A partir de un momento determinado se produce la inflexión en que el cuerpo pasa a un segundo plano y se pasa a un estado alterado de conciencia que se dispone a la trascendencia mediante la contemplación… En vez de la carne y todas las vanidades mortales, se puede y se debe buscar un objeto inmortal… En lugar del doloroso suspirar por un determinado cuerpo y espíritu, se propone la aspiración a «una dichosa completud contemplativa»… Y en ese estado de oscuridad, que tiene muchas acepciones simbólicas, hallamos imprescindible el eclipse de la razón que habilita una alteración necesaria de la conciencia: «Mediante la experiencia mística, el alma se hunde en la tiniebla del silencio. Así, se ofrece una vía: ante todo, entrar en silencio en la propia alma, morir al mundo, y después entrar en silencio en Dios, es decir, en definitiva, producir la oscuridad voluntaria de la inteligencia». Silencio y música valen por lo mismo, en este caso, por paradójico que parezca.

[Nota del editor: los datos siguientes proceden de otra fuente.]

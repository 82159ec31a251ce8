//! Shell configuration parameters
//!
//! All tunable parameters for talking to a board: transfer chunk size,
//! retry budget and the per-operation timeouts. Values can be loaded
//! from a JSON file; missing fields fall back to the defaults.

use core::time::Duration;

use serde::{Deserialize, Serialize};

use crate::error::{Error, Result};

/// Largest chunk the remote side is asked to read or write in one go.
const MAX_CHUNK_SIZE: usize = 4096;

/// Core shell configuration
#[derive(Debug, Clone, Serialize, Deserialize)]
#[serde(default)]
pub struct ShellConfig {
    // --- Transfer ---
    /// Bytes per transfer chunk (before printable encoding)
    pub upload_chunk_size: usize,
    /// Attempts per command before a transient failure is surfaced
    pub retries: u8,

    // --- Timeouts (milliseconds) ---
    /// Fallback for commands without a dedicated timeout
    pub default_timeout_ms: u64,
    /// Directory listing script
    pub list_timeout_ms: u64,
    /// Recursive directory creation
    pub mkdir_timeout_ms: u64,
    /// Chunked file read
    pub read_timeout_ms: u64,
    /// Remote decompress-in-place
    pub decompress_timeout_ms: u64,
    /// Raw/friendly mode switch banners
    pub mode_timeout_ms: u64,
    /// Bounded wait for an interrupt acknowledgment
    pub interrupt_wait_ms: u64,

    // --- Board lifecycle ---
    /// Delay between a remote reboot and the reconnect
    pub reset_settle_ms: u64,
    /// How long the board is held in safe-boot
    pub safeboot_wait_ms: u64,
    /// Reboot instead of returning to the friendly REPL on clean close
    pub reboot_after_upload: bool,

    // --- Filesystem adapter ---
    /// Keep last-known stat results per path
    pub cache_enabled: bool,
    /// Remote folder used for free-space queries
    pub root_folder: String,
}

impl Default for ShellConfig {
    fn default() -> Self {
        Self {
            // Transfer
            upload_chunk_size: 256,
            retries: 2,

            // Timeouts
            default_timeout_ms: 5_000,
            list_timeout_ms: 10_000,
            mkdir_timeout_ms: 30_000,
            read_timeout_ms: 60_000,
            decompress_timeout_ms: 90_000,
            mode_timeout_ms: 2_000,
            interrupt_wait_ms: 1_000,

            // Board lifecycle
            reset_settle_ms: 1_000,
            safeboot_wait_ms: 4_000,
            reboot_after_upload: false,

            // Filesystem adapter
            cache_enabled: false,
            root_folder: "/".into(),
        }
    }
}

impl ShellConfig {
    /// Parse a JSON document and validate it.
    pub fn from_json(text: &str) -> Result<Self> {
        let config: Self = serde_json::from_str(text)?;
        config.validate()?;
        Ok(config)
    }

    /// Reject values the protocol cannot work with.
    pub fn validate(&self) -> Result<()> {
        if self.upload_chunk_size == 0 || self.upload_chunk_size > MAX_CHUNK_SIZE {
            return Err(Error::Config("upload_chunk_size must be 1..=4096"));
        }
        if self.retries == 0 {
            return Err(Error::Config("retries must be at least 1"));
        }
        let timeouts = [
            self.default_timeout_ms,
            self.list_timeout_ms,
            self.mkdir_timeout_ms,
            self.read_timeout_ms,
            self.decompress_timeout_ms,
            self.mode_timeout_ms,
            self.interrupt_wait_ms,
        ];
        if timeouts.contains(&0) {
            return Err(Error::Config("timeouts must be non-zero"));
        }
        if !self.root_folder.starts_with('/') {
            return Err(Error::Config("root_folder must be absolute"));
        }
        Ok(())
    }

    pub fn default_timeout(&self) -> Duration {
        Duration::from_millis(self.default_timeout_ms)
    }

    pub fn list_timeout(&self) -> Duration {
        Duration::from_millis(self.list_timeout_ms)
    }

    pub fn mkdir_timeout(&self) -> Duration {
        Duration::from_millis(self.mkdir_timeout_ms)
    }

    pub fn read_timeout(&self) -> Duration {
        Duration::from_millis(self.read_timeout_ms)
    }

    pub fn decompress_timeout(&self) -> Duration {
        Duration::from_millis(self.decompress_timeout_ms)
    }

    pub fn mode_timeout(&self) -> Duration {
        Duration::from_millis(self.mode_timeout_ms)
    }

    pub fn interrupt_wait(&self) -> Duration {
        Duration::from_millis(self.interrupt_wait_ms)
    }
}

Todo de lo que hablamos no son sino vislumbres del otro lado; y es desde ese estado alterado de conciencia que se tiene una visión panorámica de la realidad: «Y este Dios vivo, nuestro Dios, está en mí, está en ti, vive en nosotros, y nosotros vivimos, nos movemos, y somos Él. Y está en nosotros por el hambre que de Él tenemos, por anhelo, haciéndose apetecer». Y es desde ese preciso punto que se puede buscar la verdad de las cosas y la realidad última: «No me encuentro aún en las profundidades del abismo donde también te encuentras tú, ya que, si desciendo hasta el ser, allí te hallo».
Este último momento de la noche mística, que también es (desde otro punto de vista) la noche de Occidente en su conjunto, el que se ha llamado «desocultamiento» (por el retiro de un velo en la realidad) y seguramente sea aquel más difícil de comprender para una inteligencia todavía anclada a unos parámetros meramente racionales: «La invisibilidad, el hallarse oculto, no es un carácter meramente negativo, sino una cualidad positiva que, al volverse sobre una cosa, la transforma, hace de ella una cosa nueva. En este sentido es absurdo —como la frase susodicha declara— pretender ver el bosque. El bosque es lo latente en cuanto tal». Así sea.